■ TASK TO COMPLETE: Starting with the first line of the data that follows, transcribe every line verbatim until the line containing "#![deny(missing_docs)]" has been transcribed.

■ GIVEN DATA:
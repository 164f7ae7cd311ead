//! # Driveline
//!
//! Command resolution for WebDriver-family automation clients.
//!
//! Given the capabilities a server negotiated for a session, this crate
//! decides which protocol dialect and extensions apply, binds every command of
//! the matching definition sets to an invocable function, and classifies the
//! responses those functions get back:
//!
//! - [`EnvironmentFlags`] classifies a session from its capabilities
//! - [`CommandTable`] holds the commands valid for that session
//! - [`is_successful_response`] and [`error_from_response_body`] turn a status
//!   and body into a value or a typed error
//! - [`OverrideRecord`] replaces individual commands while keeping the
//!   original reachable
//!
//! Sending requests is left to a [`Transport`] implementation.
//!
//! # Truthiness
//!
//! Capabilities and response bodies are loosely typed. Wherever a field is
//! checked for being "set", `null`, `false`, `0`, `NaN` and `""` count as
//! unset, and every other value (including empty arrays and objects) counts
//! as set. Checks for the mere presence of a key are called out explicitly.
//!
//! # Example
//!
//! ```rust
//! use driveline::prelude::*;
//! use serde_json::json;
//!
//! let flags = EnvironmentFlags::from_values(
//!     "localhost",
//!     &json!({ "platformName": "linux", "browserVersion": "120", "setWindowRect": true }),
//!     &json!({}),
//! );
//! assert!(flags.is_w3c);
//!
//! let table = CommandTable::build(&flags, &DefinitionSets::bundled()?)?;
//! let navigate = table.command("navigateTo").expect("W3C sessions can navigate");
//! assert_eq!(navigate.endpoint(), "/session/:sessionId/url");
//! # Ok::<(), Box<dyn std::error::Error>>(())
//! ```

#![deny(missing_docs)]
#![warn(missing_debug_implementations)]
#![warn(clippy::all)]
#![allow(clippy::module_name_repetitions)]

pub mod capabilities;
pub mod command;
pub mod config;
pub mod environment;
pub mod error;
mod json;
pub mod overrides;
pub mod response;
pub mod session;
pub mod table;
pub mod transport;

pub use capabilities::{Capabilities, RequestedCapabilities, Slot, W3cCapabilities};
pub use command::{
    Argument, CallContext, CommandFn, ParameterType, PreparedRequest, ProtocolCommand,
    argument_type, command_call_structure, command_fn, is_valid_parameter,
};
pub use config::{ClientConfig, ConfigError};
pub use environment::EnvironmentFlags;
pub use error::{
    ConfigurationIssue, DriverError, DriverResult, ProtocolFault, error_from_response_body,
};
pub use overrides::{
    OriginalCommand, OverrideEntry, OverrideFn, OverrideRecord, apply_overrides, override_fn,
};
pub use response::is_successful_response;
pub use session::{Session, SessionParts};
pub use table::{BoundCommand, CommandTable, Member, select_definitions, selected_kinds};
pub use transport::{Transport, WireRequest, WireResponse};

pub use driveline_protocol::{
    CommandSpec, DefinitionSets, HttpMethod, Parameter, ProtocolDefinition, SetKind, Variable,
};

/// Prelude for common imports.
pub mod prelude {
    pub use super::{
        Argument, CallContext, CommandTable, DefinitionSets, DriverError, DriverResult,
        EnvironmentFlags, HttpMethod, OverrideEntry, Session, SessionParts, Transport,
        WireRequest, WireResponse,
    };
}
fn value_type(value: &Value) -> &'static str {
    match value {
        Value::Null => "null",
        Value::Bool(_) => "boolean",
        Value::Number(_) => "number",
        Value::String(_) => "string",
        Value::Array(_) | Value::Object(_) => "object",
    }
}

/// Check an argument against a type descriptor.
///
/// A trailing `[]` requires an array whose elements all match the base
/// descriptor. Descriptors are unanchored patterns over the argument's
/// category, so `(string|number)` accepts either. A descriptor that is not a
/// valid pattern accepts nothing.
pub fn is_valid_parameter(arg: &Argument, expected: &str) -> bool {
    ParameterType::parse(expected).is_ok_and(|ty| ty.accepts(arg))
}

/// Loggable call signature, e.g. `elementClick("abc", 1, null, <object>)`.
pub fn command_call_structure(name: &str, args: &[Argument]) -> String {
    let rendered: Vec<String> = args
        .iter()
        .map(|arg| match arg {
            Argument::Undefined => "undefined".to_string(),
            Argument::Function(_) => "<fn>".to_string(),
            Argument::Value(Value::String(s)) => format!("\"{s}\""),
            Argument::Value(Value::Null) => "null".to_string(),
            Argument::Value(Value::Array(_) | Value::Object(_)) => "<object>".to_string(),
            Argument::Value(other) => other.to_string(),
        })
        .collect();
    format!("{name}({})", rendered.join(", "))
}

/// A compiled type descriptor.
#[derive(Debug, Clone)]
pub struct ParameterType {
    descriptor: String,
    pattern: Regex,
    array: bool,
}

impl ParameterType {
    /// Compile a descriptor such as `string`, `object[]` or
    /// `(number|object|null)`.
    pub fn parse(descriptor: &str) -> Result<Self, regex::Error> {
        let (base, array) = match descriptor.strip_suffix(ARRAY_MARKER) {
            Some(base) => (base, true),
            None => (descriptor, false),
        };
        Ok(Self {
            descriptor: descriptor.to_string(),
            pattern: Regex::new(base)?,
            array,
        })
    }

    /// The descriptor as declared.
    pub fn descriptor(&self) -> &str {
        &self.descriptor
    }

    /// Whether `arg` satisfies the descriptor.
    pub fn accepts(&self, arg: &Argument) -> bool {
        if !self.array {
            return self.pattern.is_match(argument_type(arg));
        }
        match arg {
            Argument::Value(Value::Array(items)) => items
                .iter()
                .all(|item| self.pattern.is_match(value_type(item))),
            _ => false,
        }
    }
}

#[derive(Debug, Clone, Copy, PartialEq, Eq)]
enum Location {
    Path,
    Body,
}

#[derive(Debug, Clone)]
struct BoundParameter {
    name: String,
    location: Location,
    required: bool,
    ty: ParameterType,
}
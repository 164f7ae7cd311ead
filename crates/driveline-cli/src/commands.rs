//! Command implementations
//!
//! Every command produces a [`Report`]; rendering is left to [`crate::output`].

use std::fs;
use std::path::Path;

use driveline::{
    Argument, ClientConfig, CommandTable, DefinitionSets, EnvironmentFlags, HttpMethod,
    WireRequest, WireResponse,
};
use serde::Serialize;
use serde_json::Value;
use tracing::debug;

use crate::cli::{Command, SessionArgs};
use crate::error::{CliError, CliResult};

/// Result of one command, ready to be rendered.
#[derive(Debug, Clone, PartialEq, Serialize)]
#[serde(untagged)]
pub enum Report {
    /// Session classification
    Flags(EnvironmentFlags),
    /// Resolved command table
    Commands(Vec<CommandRow>),
    /// One command in detail
    Describe(CommandDetail),
    /// A rendered request
    Prepare(WireRequest),
    /// A classified response
    Classify(Classification),
}

/// One line of a command listing.
#[derive(Debug, Clone, PartialEq, Eq, Serialize)]
pub struct CommandRow {
    /// Command name
    pub name: String,
    /// HTTP method
    pub method: HttpMethod,
    /// Endpoint template
    pub endpoint: String,
}

/// A command with its metadata.
#[derive(Debug, Clone, PartialEq, Eq, Serialize)]
#[serde(rename_all = "camelCase")]
pub struct CommandDetail {
    /// Command name
    pub name: String,
    /// HTTP method
    pub method: HttpMethod,
    /// Endpoint template
    pub endpoint: String,
    /// Call signature with parameter types
    pub usage: String,
    /// Description from the definition set
    #[serde(skip_serializing_if = "Option::is_none")]
    pub description: Option<String>,
    /// Upstream documentation link
    #[serde(skip_serializing_if = "Option::is_none")]
    pub reference: Option<String>,
    /// Arguments a caller must pass
    pub required_arguments: usize,
    /// Arguments a caller may pass
    pub max_arguments: usize,
    /// Routed to the grid hub
    pub is_hub_command: bool,
}

/// How a response would be treated.
#[derive(Debug, Clone, PartialEq, Serialize)]
pub struct Classification {
    /// Whether the response counts as a success
    pub successful: bool,
    /// Value handed to the caller on success
    #[serde(skip_serializing_if = "Option::is_none")]
    pub value: Option<Value>,
    /// Error name on failure, when one could be determined
    #[serde(skip_serializing_if = "Option::is_none")]
    pub error: Option<String>,
    /// Error message on failure
    #[serde(skip_serializing_if = "Option::is_none")]
    pub message: Option<String>,
}

/// Run a parsed command.
pub fn execute(command: Command, config: &ClientConfig) -> CliResult<Report> {
    match command {
        Command::Flags(session) => flags(&session, config).map(Report::Flags),
        Command::Commands { session, filter } => {
            list_commands(&session, config, filter.as_deref()).map(Report::Commands)
        }
        Command::Describe { name, session } => {
            describe(&session, config, &name).map(Report::Describe)
        }
        Command::Prepare {
            name,
            session,
            args,
            session_id,
        } => prepare(&session, config, &name, &args, session_id.as_deref()).map(Report::Prepare),
        Command::Classify { status, body } => classify(status, body.as_deref()).map(Report::Classify),
    }
}

/// Classify the session described by `session`.
pub fn flags(session: &SessionArgs, config: &ClientConfig) -> CliResult<EnvironmentFlags> {
    let capabilities = read_json(&session.capabilities)?;
    let requested = match &session.requested {
        Some(path) => read_json(path)?,
        None => Value::Null,
    };
    let hostname = session.hostname.as_deref().unwrap_or(&config.hostname);
    Ok(EnvironmentFlags::from_values(
        hostname,
        &capabilities,
        &requested,
    ))
}

/// Build the command table for the session described by `session`.
pub fn resolve_table(session: &SessionArgs, config: &ClientConfig) -> CliResult<CommandTable> {
    let flags = flags(session, config)?;
    let sets = DefinitionSets::bundled().map_err(driveline::DriverError::from)?;
    Ok(CommandTable::build(&flags, &sets)?)
}

/// Commands of the resolved table, optionally filtered by name.
pub fn list_commands(
    session: &SessionArgs,
    config: &ClientConfig,
    filter: Option<&str>,
) -> CliResult<Vec<CommandRow>> {
    let table = resolve_table(session, config)?;
    let rows = table
        .commands()
        .filter(|command| filter.is_none_or(|needle| command.name().contains(needle)))
        .map(|command| CommandRow {
            name: command.name().to_string(),
            method: command.method(),
            endpoint: command.endpoint().to_string(),
        })
        .collect();
    Ok(rows)
}

/// Details of one command in the resolved table.
pub fn describe(session: &SessionArgs, config: &ClientConfig, name: &str) -> CliResult<CommandDetail> {
    let table = resolve_table(session, config)?;
    let command = table
        .command(name)
        .ok_or_else(|| CliError::UnknownCommand(name.to_string()))?;
    let binding = command.binding();
    let spec = command.spec();

    Ok(CommandDetail {
        name: binding.name().to_string(),
        method: binding.method(),
        endpoint: binding.endpoint().to_string(),
        usage: binding.usage(),
        description: spec.description.clone(),
        reference: spec.reference.clone(),
        required_arguments: binding.required_arguments(),
        max_arguments: binding.max_arguments(),
        is_hub_command: spec.is_hub_command,
    })
}

/// Validate `args` for `name` and render the request against the configured
/// server.
pub fn prepare(
    session: &SessionArgs,
    config: &ClientConfig,
    name: &str,
    args: &str,
    session_id: Option<&str>,
) -> CliResult<WireRequest> {
    let table = resolve_table(session, config)?;
    let command = table
        .command(name)
        .ok_or_else(|| CliError::UnknownCommand(name.to_string()))?;

    let arguments = parse_arguments(args)?;
    let prepared = command.binding().prepare(&arguments)?;
    let base = config.base_url()?;
    debug!(command = name, base = %base, "rendering request");
    Ok(prepared.to_wire(&base, session_id)?)
}

/// Classify a status code and optional JSON body.
pub fn classify(status: u16, body: Option<&str>) -> CliResult<Classification> {
    let response = match body {
        Some(text) => WireResponse::new(status, serde_json::from_str(text)?),
        None => WireResponse::empty(status),
    };

    Ok(match response.into_result() {
        Ok(value) => Classification {
            successful: true,
            value: Some(value),
            error: None,
            message: None,
        },
        Err(err) => Classification {
            successful: false,
            value: None,
            error: err.name().map(str::to_string),
            message: Some(
                err.fault()
                    .map_or_else(|| err.to_string(), |fault| fault.message.clone()),
            ),
        },
    })
}

/// Parse a JSON array of call arguments.
fn parse_arguments(args: &str) -> CliResult<Vec<Argument>> {
    match serde_json::from_str(args)? {
        Value::Array(values) => Ok(Argument::list(values)),
        other => Err(CliError::InvalidArguments(format!(
            "expected a JSON array of arguments, got {other}"
        ))),
    }
}

fn read_json(path: &Path) -> CliResult<Value> {
    let content = fs::read_to_string(path).map_err(|source| CliError::Read {
        path: path.to_path_buf(),
        source,
    })?;
    Ok(serde_json::from_str(&content)?)
}
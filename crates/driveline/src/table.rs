//! Command table assembly.
//!
//! The definition sets that apply to a session are chosen from its
//! [`EnvironmentFlags`], layered in a fixed order and bound into a
//! [`CommandTable`] keyed by command name. The table is built once per session
//! and only changes when overrides are applied.

use std::collections::{BTreeMap, HashMap};
use std::fmt;
use std::sync::Arc;

use driveline_protocol::{CommandSpec, DefinitionSets, HttpMethod, ProtocolDefinition, SetKind};
use serde_json::Value;
use tracing::{debug, info};

use crate::command::{Argument, CallContext, CommandFn, ProtocolCommand, command_fn};
use crate::environment::EnvironmentFlags;
use crate::error::{DriverError, DriverResult};
use crate::overrides::{self, OriginalCommand, OverrideEntry, OverrideFn, OverrideRecord};

/// Definition sets that apply to a session, in merge order.
///
/// Mobile sessions get both base dialects, then the mobile extensions.
/// Otherwise W3C sessions get the W3C set and everything else the legacy set.
/// Vendor sets are layered last.
pub fn selected_kinds(flags: &EnvironmentFlags) -> Vec<SetKind> {
    let mut kinds = Vec::with_capacity(SetKind::ALL.len());

    if flags.is_mobile {
        kinds.extend([SetKind::JsonWireProtocol, SetKind::WebDriver]);
        kinds.extend([SetKind::MobileJsonWireProtocol, SetKind::Appium]);
    } else if flags.is_w3c {
        kinds.push(SetKind::WebDriver);
    } else {
        kinds.push(SetKind::JsonWireProtocol);
    }

    if flags.is_chrome {
        kinds.push(SetKind::Chromium);
    }
    if flags.is_sauce {
        kinds.push(SetKind::SauceLabs);
    }
    if flags.is_selenium_standalone {
        kinds.push(SetKind::Selenium);
    }

    kinds
}

/// Merge the definition sets that apply to a session. Later sets win for the
/// same endpoint/method pair.
pub fn select_definitions(flags: &EnvironmentFlags, sets: &DefinitionSets) -> ProtocolDefinition {
    ProtocolDefinition::merged(selected_kinds(flags).into_iter().map(|kind| sets.get(kind)))
}

/// A table command: its binding plus the function that currently runs it.
#[derive(Clone)]
pub struct BoundCommand {
    binding: Arc<ProtocolCommand>,
    func: CommandFn,
    overrides: usize,
}

impl BoundCommand {
    /// Bind a command to the function that runs it.
    pub fn new(binding: ProtocolCommand) -> Self {
        let binding = Arc::new(binding);
        let func = binding.invocation();
        Self {
            binding,
            func,
            overrides: 0,
        }
    }

    /// Command name.
    pub fn name(&self) -> &str {
        self.binding.name()
    }

    /// HTTP method.
    pub fn method(&self) -> HttpMethod {
        self.binding.method()
    }

    /// Endpoint template.
    pub fn endpoint(&self) -> &str {
        self.binding.endpoint()
    }

    /// Declared metadata.
    pub fn spec(&self) -> &CommandSpec {
        self.binding.spec()
    }

    /// The protocol binding, independent of any override.
    pub fn binding(&self) -> &ProtocolCommand {
        &self.binding
    }

    /// How many overrides wrap the protocol binding.
    pub fn override_depth(&self) -> usize {
        self.overrides
    }

    /// Run the command.
    pub fn call(&self, ctx: &CallContext<'_>, args: &[Argument]) -> DriverResult<Value> {
        (self.func)(ctx, args)
    }
}

impl fmt::Debug for BoundCommand {
    fn fmt(&self, f: &mut fmt::Formatter<'_>) -> fmt::Result {
        f.debug_struct("BoundCommand")
            .field("name", &self.name())
            .field("method", &self.method())
            .field("endpoint", &self.endpoint())
            .field("overrides", &self.overrides)
            .finish()
    }
}

/// One entry of a [`CommandTable`].
#[derive(Debug, Clone)]
pub enum Member {
    /// Invocable command.
    Command(BoundCommand),
    /// Read-only value, such as an environment flag.
    Property(Value),
}

impl Member {
    /// The command, if this is one.
    pub fn as_command(&self) -> Option<&BoundCommand> {
        match self {
            Self::Command(command) => Some(command),
            Self::Property(_) => None,
        }
    }

    /// The value, if this is a property.
    pub fn as_property(&self) -> Option<&Value> {
        match self {
            Self::Property(value) => Some(value),
            Self::Command(_) => None,
        }
    }
}

/// Every member available to one session, keyed by name.
#[derive(Debug, Clone, Default)]
pub struct CommandTable {
    members: BTreeMap<String, Member>,
    pending: OverrideRecord,
}

impl CommandTable {
    /// Build the table for a session and publish its environment flags as
    /// properties.
    pub fn build(flags: &EnvironmentFlags, sets: &DefinitionSets) -> DriverResult<Self> {
        let kinds = selected_kinds(flags);
        let layers: Vec<&ProtocolDefinition> = kinds.iter().map(|kind| sets.get(*kind)).collect();
        let table = Self::from_layers(&layers)?.with_environment(flags);

        let names: Vec<&str> = kinds.into_iter().map(SetKind::name).collect();
        info!(
            sets = %names.join(","),
            commands = table.commands().count(),
            "built command table"
        );
        Ok(table)
    }

    /// Bind every endpoint/method pair of `definition`. When two pairs declare
    /// the same command name the later one wins.
    pub fn from_definition(definition: &ProtocolDefinition) -> DriverResult<Self> {
        Self::from_layers(&[definition])
    }

    /// Bind definition sets layered in order.
    ///
    /// A command from a later set shadows any earlier command of the same
    /// name, wherever the earlier set declared it. A name whose
    /// endpoint/method pair is redeclared by a later set under another name
    /// is dropped.
    pub fn from_layers(layers: &[&ProtocolDefinition]) -> DriverResult<Self> {
        let mut members = BTreeMap::new();
        let mut owners: HashMap<(HttpMethod, String), String> = HashMap::new();

        for layer in layers {
            for (endpoint, method, spec) in layer.commands() {
                let command = BoundCommand::new(ProtocolCommand::bind(method, endpoint, spec)?);
                let name = command.name().to_string();

                let pair = (method, endpoint.to_string());
                if let Some(owner) = owners.insert(pair, name.clone()) {
                    let stale = matches!(
                        members.get(&owner),
                        Some(Member::Command(previous))
                            if previous.method() == method && previous.endpoint() == endpoint
                    );
                    if stale && owner != name {
                        members.remove(&owner);
                        debug!(command = %owner, by = %name, "endpoint redeclared by later definition");
                    }
                }

                if let Some(Member::Command(previous)) =
                    members.insert(name.clone(), Member::Command(command))
                {
                    debug!(
                        command = %name,
                        shadowed = %format!("{} {}", previous.method(), previous.endpoint()),
                        by = %format!("{method} {endpoint}"),
                        "command shadowed by later definition"
                    );
                }
            }
        }

        Ok(Self {
            members,
            pending: OverrideRecord::new(),
        })
    }

    /// Publish environment flags as read-only properties.
    #[must_use]
    pub fn with_environment(mut self, flags: &EnvironmentFlags) -> Self {
        for (name, value) in flags.properties() {
            self.members
                .insert(name.to_string(), Member::Property(Value::Bool(value)));
        }
        self
    }

    /// Add or replace a read-only property.
    pub fn set_property(&mut self, name: impl Into<String>, value: Value) {
        self.members.insert(name.into(), Member::Property(value));
    }

    /// Look up a member.
    pub fn get(&self, name: &str) -> Option<&Member> {
        self.members.get(name)
    }

    /// Look up a command.
    pub fn command(&self, name: &str) -> Option<&BoundCommand> {
        self.get(name).and_then(Member::as_command)
    }

    /// Look up a property.
    pub fn property(&self, name: &str) -> Option<&Value> {
        self.get(name).and_then(Member::as_property)
    }

    /// `true` when a member of that name exists.
    pub fn contains(&self, name: &str) -> bool {
        self.members.contains_key(name)
    }

    /// Member names in sorted order.
    pub fn names(&self) -> impl Iterator<Item = &str> {
        self.members.keys().map(String::as_str)
    }

    /// Commands in name order.
    pub fn commands(&self) -> impl Iterator<Item = &BoundCommand> {
        self.members.values().filter_map(Member::as_command)
    }

    /// Number of members, properties included.
    pub fn len(&self) -> usize {
        self.members.len()
    }

    /// No members.
    pub fn is_empty(&self) -> bool {
        self.members.is_empty()
    }

    /// Run a command by name.
    pub fn invoke(&self, name: &str, ctx: &CallContext<'_>, args: &[Argument]) -> DriverResult<Value> {
        match self.get(name) {
            Some(Member::Command(command)) => command.call(ctx, args),
            Some(Member::Property(_)) => Err(DriverError::NotInvocable(name.to_string())),
            None => Err(DriverError::UnknownCommand(name.to_string())),
        }
    }

    /// Register an override to be applied by
    /// [`apply_overrides`](Self::apply_overrides).
    pub fn overwrite_command(&mut self, name: impl Into<String>, entry: impl Into<OverrideEntry>) {
        self.pending.insert(name, entry);
    }

    /// Overrides registered but not yet applied.
    pub fn pending_overrides(&self) -> &OverrideRecord {
        &self.pending
    }

    /// Apply the registered overrides. On error nothing is applied and the
    /// registrations stay pending.
    pub fn apply_overrides(&mut self) -> DriverResult<usize> {
        let mut record = std::mem::take(&mut self.pending);
        let result = overrides::apply_overrides(self, &mut record);
        if result.is_err() {
            self.pending = record;
        }
        result
    }

    /// Replace a command's function with `replacement` wrapping it.
    pub(crate) fn wrap(&mut self, name: &str, replacement: OverrideFn) -> DriverResult<()> {
        let Some(Member::Command(command)) = self.members.get_mut(name) else {
            return Err(DriverError::UnknownCommand(name.to_string()));
        };
        let original = OriginalCommand::new(name, Arc::clone(&command.func));
        command.func = command_fn(move |ctx, args| replacement(&original, ctx, args));
        command.overrides += 1;
        Ok(())
    }
}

■ EXPECTED ANSWER:
repository 164f7ae7cd311ead
//! # Driveline
//!
//! Command resolution for WebDriver-family automation clients.
//!
//! Given the capabilities a server negotiated for a session, this crate
//! decides which protocol dialect and extensions apply, binds every command of
//! the matching definition sets to an invocable function, and classifies the
//! responses those functions get back:
//!
//! - [`EnvironmentFlags`] classifies a session from its capabilities
//! - [`CommandTable`] holds the commands valid for that session
//! - [`is_successful_response`] and [`error_from_response_body`] turn a status
//!   and body into a value or a typed error
//! - [`OverrideRecord`] replaces individual commands while keeping the
//!   original reachable
//!
//! Sending requests is left to a [`Transport`] implementation.
//!
//! # Truthiness
//!
//! Capabilities and response bodies are loosely typed. Wherever a field is
//! checked for being "set", `null`, `false`, `0`, `NaN` and `""` count as
//! unset, and every other value (including empty arrays and objects) counts
//! as set. Checks for the mere presence of a key are called out explicitly.
//!
//! # Example
//!
//! ```rust
//! use driveline::prelude::*;
//! use serde_json::json;
//!
//! let flags = EnvironmentFlags::from_values(
//!     "localhost",
//!     &json!({ "platformName": "linux", "browserVersion": "120", "setWindowRect": true }),
//!     &json!({}),
//! );
//! assert!(flags.is_w3c);
//!
//! let table = CommandTable::build(&flags, &DefinitionSets::bundled()?)?;
//! let navigate = table.command("navigateTo").expect("W3C sessions can navigate");
//! assert_eq!(navigate.endpoint(), "/session/:sessionId/url");
//! # Ok::<(), Box<dyn std::error::Error>>(())
//! ```

#![deny(missing_docs)]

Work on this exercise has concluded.